If the cost of a gallon of Let’s Go Brandon! rises to $6 – or more – as seems imminently likely given the increasing likelihood of a “splendid little war” with Russia over Russia’s pending piping of lots of gas (the natural kind) to Germany – then being able to travel 100 miles on a gallon of Let’s Go Brandon! will be more than just a way to save a little money.
PS: Don’t buy Brandon’s bamboozle about defending the “freedom” of Ukraine; Brandon doesn’t defend the freedom of Americans. Like the “fight for freedom” in Iraq, this is about gas – and a “splendid little war” over it may cause the price of gas – the liquid form – to rise so high most of us won’t be able to afford a gallon of it.

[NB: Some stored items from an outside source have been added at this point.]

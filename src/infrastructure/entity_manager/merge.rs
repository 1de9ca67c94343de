// Merge pipeline - reconciles server or imported rows with the cache
// Rows resolve to cached entities by key or attach as new `Unchanged`
// entities; `$ref` nodes go through a per-merge reference map and forward
// references wait in a deferred table flushed after the main pass.

use std::collections::{BTreeMap, HashMap, HashSet};

use serde_json::{Map, Value};
use tracing::{debug, warn};

use super::{EntityManager, WriteContext};
use crate::config::MergeStrategy;
use crate::core::data_value::DataValue;
use crate::core::entity_key::EntityKey;
use crate::core::entity_state::{EntityAction, EntityState};
use crate::core::strong_types::EntityId;
use crate::ent_framework::ent_schema::EntityType;
use crate::error::{AppError, AppResult};
use crate::infrastructure::traits::NodeContext;
use crate::query::entity_query::QueryRow;
use crate::query::select::ProjectedValue;

/// A merged payload node before back-references are resolved.
#[derive(Debug, Clone)]
enum Merged {
    Entity(EntityId),
    Object(BTreeMap<String, Merged>),
    List(Vec<Merged>),
    Value(DataValue),
    Ref(String),
}

/// Navigation waiting for a node that appears later in the payload.
#[derive(Debug, Clone)]
enum DeferredTarget {
    ScalarNav { entity: EntityId, nav: String },
    CollectionNav { entity: EntityId, nav: String },
}

/// State of one merge: options plus the reference map and deferred table.
pub(crate) struct MergeSession {
    strategy: MergeStrategy,
    merge_action: EntityAction,
    attach_action: EntityAction,
    query_entity_type: Option<String>,
    skip_deleted: bool,
    ref_map: HashMap<String, Merged>,
    deferred: Vec<(String, DeferredTarget)>,
    entities: Vec<EntityId>,
    seen: HashSet<EntityId>,
}

impl MergeSession {
    pub(crate) fn for_query(strategy: MergeStrategy, query_entity_type: Option<String>) -> Self {
        Self::new(
            strategy,
            EntityAction::MergeOnQuery,
            EntityAction::AttachOnQuery,
            query_entity_type,
            false,
        )
    }

    /// Save results always overwrite; rows for deleted entities are left alone.
    pub(crate) fn for_save() -> Self {
        Self::new(
            MergeStrategy::OverwriteChanges,
            EntityAction::MergeOnSave,
            EntityAction::AttachOnQuery,
            None,
            true,
        )
    }

    fn new(
        strategy: MergeStrategy,
        merge_action: EntityAction,
        attach_action: EntityAction,
        query_entity_type: Option<String>,
        skip_deleted: bool,
    ) -> Self {
        Self {
            strategy,
            merge_action,
            attach_action,
            query_entity_type,
            skip_deleted,
            ref_map: HashMap::new(),
            deferred: Vec::new(),
            entities: Vec::new(),
            seen: HashSet::new(),
        }
    }

    /// Every entity the merge touched, in first-seen order.
    pub(crate) fn entities(&self) -> &[EntityId] {
        &self.entities
    }

    fn note(&mut self, id: EntityId) {
        if self.seen.insert(id) {
            self.entities.push(id);
        }
    }
}

impl EntityManager {
    /// Merge extracted payload rows. Earlier rows stay merged if a later row fails.
    pub(crate) fn merge_payload_rows(
        &mut self,
        rows: Vec<Value>,
        session: &mut MergeSession,
    ) -> AppResult<Vec<QueryRow>> {
        let outer = self.begin_batch();
        let result = self.merge_rows_inner(rows, session);
        self.end_batch(outer);
        result
    }

    fn merge_rows_inner(
        &mut self,
        rows: Vec<Value>,
        session: &mut MergeSession,
    ) -> AppResult<Vec<QueryRow>> {
        let mut merged = Vec::with_capacity(rows.len());
        for row in &rows {
            merged.push(self.merge_node(row, session, true, None)?);
        }
        self.flush_deferred(session)?;

        let mut results = Vec::with_capacity(merged.len());
        for node in merged {
            let node = resolve_refs(node, &session.ref_map, &mut Vec::new());
            push_row(&mut results, node);
        }
        debug!(
            rows = results.len(),
            entities = session.entities.len(),
            "payload merged"
        );
        Ok(results)
    }

    fn merge_node(
        &mut self,
        node: &Value,
        session: &mut MergeSession,
        is_top_level: bool,
        navigation_target: Option<&str>,
    ) -> AppResult<Merged> {
        match node {
            Value::Array(items) => {
                let mut merged = Vec::with_capacity(items.len());
                for item in items {
                    merged.push(self.merge_node(item, session, is_top_level, navigation_target)?);
                }
                Ok(Merged::List(merged))
            }
            Value::Object(map) => {
                let metadata = self.metadata.clone();
                let adapter = self.results_adapter.clone();
                let meta = adapter.visit_node(
                    node,
                    &NodeContext {
                        metadata: &metadata,
                        is_top_level,
                        navigation_target,
                        query_entity_type: session.query_entity_type.as_deref(),
                    },
                );
                if meta.ignore {
                    return Ok(Merged::Value(DataValue::Null));
                }
                if let Some(ref_id) = meta.node_ref_id {
                    return Ok(session
                        .ref_map
                        .get(&ref_id)
                        .cloned()
                        .unwrap_or(Merged::Ref(ref_id)));
                }
                let merged = match meta.entity_type {
                    Some(et) => {
                        let id = self.merge_entity_node(map, &et, session, meta.node_id.as_deref())?;
                        Merged::Entity(id)
                    }
                    None => {
                        let mut fields = BTreeMap::new();
                        for (name, value) in map.iter().filter(|(k, _)| !k.starts_with('$')) {
                            fields.insert(name.clone(), self.merge_node(value, session, false, None)?);
                        }
                        Merged::Object(fields)
                    }
                };
                if let Some(node_id) = meta.node_id {
                    session.ref_map.entry(node_id).or_insert_with(|| merged.clone());
                }
                Ok(merged)
            }
            other => Ok(Merged::Value(DataValue::from_json_untyped(other))),
        }
    }

    fn merge_entity_node(
        &mut self,
        map: &Map<String, Value>,
        et: &EntityType,
        session: &mut MergeSession,
        node_id: Option<&str>,
    ) -> AppResult<EntityId> {
        let mut values: Vec<(String, DataValue)> = Vec::new();
        for dp in &et.data_properties {
            if let Some(raw) = map.get(&dp.name) {
                values.push((dp.name.clone(), dp.data_type.from_json(raw)?));
            }
        }
        let key_values: Vec<DataValue> = et
            .key_properties()
            .iter()
            .map(|kp| {
                values
                    .iter()
                    .find(|(name, _)| name == &kp.name)
                    .map(|(_, v)| v.clone())
                    .unwrap_or(DataValue::Null)
            })
            .collect();
        if key_values.iter().any(DataValue::is_null) {
            return Err(AppError::Deserialization(format!(
                "'{}' row is missing key values",
                et.short_name
            )));
        }
        let key = EntityKey::new(et.short_name.clone(), key_values);

        let (id, overwritten) = match self.get_entity_by_key(&key) {
            Some(id) => {
                let state = self.entity_state(id)?;
                if session.skip_deleted && state.is_deleted() {
                    (id, false)
                } else if session.strategy == MergeStrategy::OverwriteChanges || state.is_unchanged() {
                    self.overwrite_entity(id, &values, state, session.merge_action)?;
                    (id, true)
                } else {
                    (id, false)
                }
            }
            None => {
                let id = self.create_entity(&et.short_name, values, EntityState::Detached)?;
                self.attach_entity_with(
                    id,
                    EntityState::Unchanged,
                    WriteContext::loading(),
                    session.attach_action,
                )?;
                (id, true)
            }
        };
        session.note(id);
        if let Some(node_id) = node_id {
            session
                .ref_map
                .entry(node_id.to_string())
                .or_insert(Merged::Entity(id));
        }

        for np in &et.navigation_properties {
            let Some(raw) = map.get(&np.name) else {
                continue;
            };
            if raw.is_null() {
                continue;
            }
            let ctx = WriteContext::loading();
            if np.is_scalar {
                match self.merge_node(raw, session, false, Some(&np.entity_type_name))? {
                    Merged::Entity(target) if overwritten => {
                        self.write_scalar_navigation(id, &np.name, Some(target), ctx)?;
                    }
                    Merged::Ref(ref_id) if overwritten => session.deferred.push((
                        ref_id,
                        DeferredTarget::ScalarNav {
                            entity: id,
                            nav: np.name.clone(),
                        },
                    )),
                    _ => {}
                }
            } else {
                let Merged::List(items) =
                    self.merge_node(raw, session, false, Some(&np.entity_type_name))?
                else {
                    continue;
                };
                let mut members = Vec::new();
                for item in items {
                    match item {
                        Merged::Entity(member) => members.push(member),
                        Merged::Ref(ref_id) => session.deferred.push((
                            ref_id,
                            DeferredTarget::CollectionNav {
                                entity: id,
                                nav: np.name.clone(),
                            },
                        )),
                        _ => {}
                    }
                }
                self.add_to_collection(id, &np.name, members, None, ctx)?;
                self.record_mut(id)?.aspect.mark_loaded(&np.name);
            }
        }
        Ok(id)
    }

    /// Replace cached values with incoming ones and settle as `Unchanged`.
    /// Notifies only when something actually changed.
    fn overwrite_entity(
        &mut self,
        id: EntityId,
        values: &[(String, DataValue)],
        state: EntityState,
        action: EntityAction,
    ) -> AppResult<()> {
        let changed = self.merge_entity_values(id, values)?;
        if !state.is_unchanged() {
            {
                let aspect = &mut self.record_mut(id)?.aspect;
                aspect.entity_state = EntityState::Unchanged;
                aspect.original_values.clear();
            }
            if state.is_deleted() {
                self.link_related_entities(id)?;
            }
            self.publish_entity_changed(EntityAction::EntityStateChange, id, None);
            self.update_has_changes(false, WriteContext::loading());
        }
        if changed || !state.is_unchanged() {
            self.publish_entity_changed(action, id, None);
        }
        Ok(())
    }

    /// Write incoming values in loading mode; returns true if any differed.
    pub(crate) fn merge_entity_values(
        &mut self,
        id: EntityId,
        values: &[(String, DataValue)],
    ) -> AppResult<bool> {
        let mut changed = false;
        for (name, value) in values {
            if self.raw_value(id, name)?.loosely_equals(value) {
                continue;
            }
            self.write_data_property(id, name, value.clone(), WriteContext::loading())?;
            changed = true;
        }
        Ok(changed)
    }

    fn flush_deferred(&mut self, session: &mut MergeSession) -> AppResult<()> {
        let ctx = WriteContext::loading();
        for (ref_id, target) in std::mem::take(&mut session.deferred) {
            let Some(Merged::Entity(related)) = session.ref_map.get(&ref_id).cloned() else {
                warn!(node_ref = %ref_id, "unresolved payload reference");
                continue;
            };
            match target {
                DeferredTarget::ScalarNav { entity, nav } => {
                    self.write_scalar_navigation(entity, &nav, Some(related), ctx)?;
                }
                DeferredTarget::CollectionNav { entity, nav } => {
                    self.add_to_collection(entity, &nav, vec![related], None, ctx)?;
                }
            }
        }
        Ok(())
    }
}

fn resolve_refs(node: Merged, ref_map: &HashMap<String, Merged>, path: &mut Vec<String>) -> Merged {
    match node {
        Merged::Ref(ref_id) => {
            if path.contains(&ref_id) {
                return Merged::Value(DataValue::Null);
            }
            match ref_map.get(&ref_id) {
                Some(target) => {
                    path.push(ref_id);
                    let resolved = resolve_refs(target.clone(), ref_map, path);
                    path.pop();
                    resolved
                }
                None => {
                    warn!(node_ref = %ref_id, "unresolved payload reference");
                    Merged::Value(DataValue::Null)
                }
            }
        }
        Merged::Object(fields) => Merged::Object(
            fields
                .into_iter()
                .map(|(k, v)| (k, resolve_refs(v, ref_map, path)))
                .collect(),
        ),
        Merged::List(items) => Merged::List(
            items
                .into_iter()
                .map(|v| resolve_refs(v, ref_map, path))
                .collect(),
        ),
        other => other,
    }
}

fn push_row(results: &mut Vec<QueryRow>, node: Merged) {
    match node {
        Merged::Entity(id) => results.push(QueryRow::Entity(id)),
        Merged::Object(fields) => results.push(QueryRow::Projection(
            fields.into_iter().map(|(k, v)| (k, projected(v))).collect(),
        )),
        Merged::List(items) => {
            for item in items {
                push_row(results, item);
            }
        }
        Merged::Value(value) => results.push(QueryRow::Value(value)),
        Merged::Ref(_) => results.push(QueryRow::Value(DataValue::Null)),
    }
}

fn projected(node: Merged) -> ProjectedValue {
    match node {
        Merged::Entity(id) => ProjectedValue::Entity(Some(id)),
        Merged::Object(fields) => {
            ProjectedValue::Object(fields.into_iter().map(|(k, v)| (k, projected(v))).collect())
        }
        Merged::List(items) if items.iter().all(|i| matches!(i, Merged::Entity(_))) && !items.is_empty() => {
            ProjectedValue::Entities(
                items
                    .into_iter()
                    .filter_map(|i| match i {
                        Merged::Entity(id) => Some(id),
                        _ => None,
                    })
                    .collect(),
            )
        }
        Merged::List(items) => ProjectedValue::List(items.into_iter().map(projected).collect()),
        Merged::Value(value) => ProjectedValue::Value(value),
        Merged::Ref(_) => ProjectedValue::Value(DataValue::Null),
    }
}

Even if we do own a Prius.
Think for a moment about the implications of this. Many Americans have to drive to get to where they work. What happens when the cost to drive to work makes it no longer worth going to work? A Hobson’s Choice is presented. Stop working – in order to avoid paying (for gas) and you become unable to pay for other things, such as the mortgage (and the endless “property taxes” on the home you thought you owned, even if you have paid off the mortgage). Also food, the power bill.
If you have a bike that can travel 100 miles on a gallon of Let’s Go Brandon! you can still get to work without it costing you more than it’s worth going to work. You can also get to necessities – such as food – and still have some money left in your pocket to buy it with.
Using the bike to go shopping (any motorcycle can be fitted with side-saddle storage containers that hold more than you might think) is a way to recover some of the value of your money, lost to what is innocuously styled “inflation” – as if it just kind of happens that the buying power of your money is diminished. That no one is responsible for it being diminished.
You’ll still be paying Let’s Go Brandon! prices for the food, of course. But because you didn’t spend as much Let’s Go Brandon! money on the gas to get there (and back) you’ll have a bit more money left, to buy more food.
Bikes like my ex-Kawasaki also go anywhere, being dual-sports. Which means they are fully capable (and legal) for on-street riding but also designed to be capable of going off-pavement whenever the fancy suggest – or necessity requires. It is rather difficult for a car – or even a truck – to follow a dual-sport motorcycle into the woods. And you never know, in these Let’s Go Brandon! days, when having that ability could be very necessary, indeed.
A light, highly mobile and highly fuel-efficient dual-sport bike can be considered a kind of break-only-in-emergency expedient. Something you thought you’d never need for that but now – if you’re like me – you wish you still had.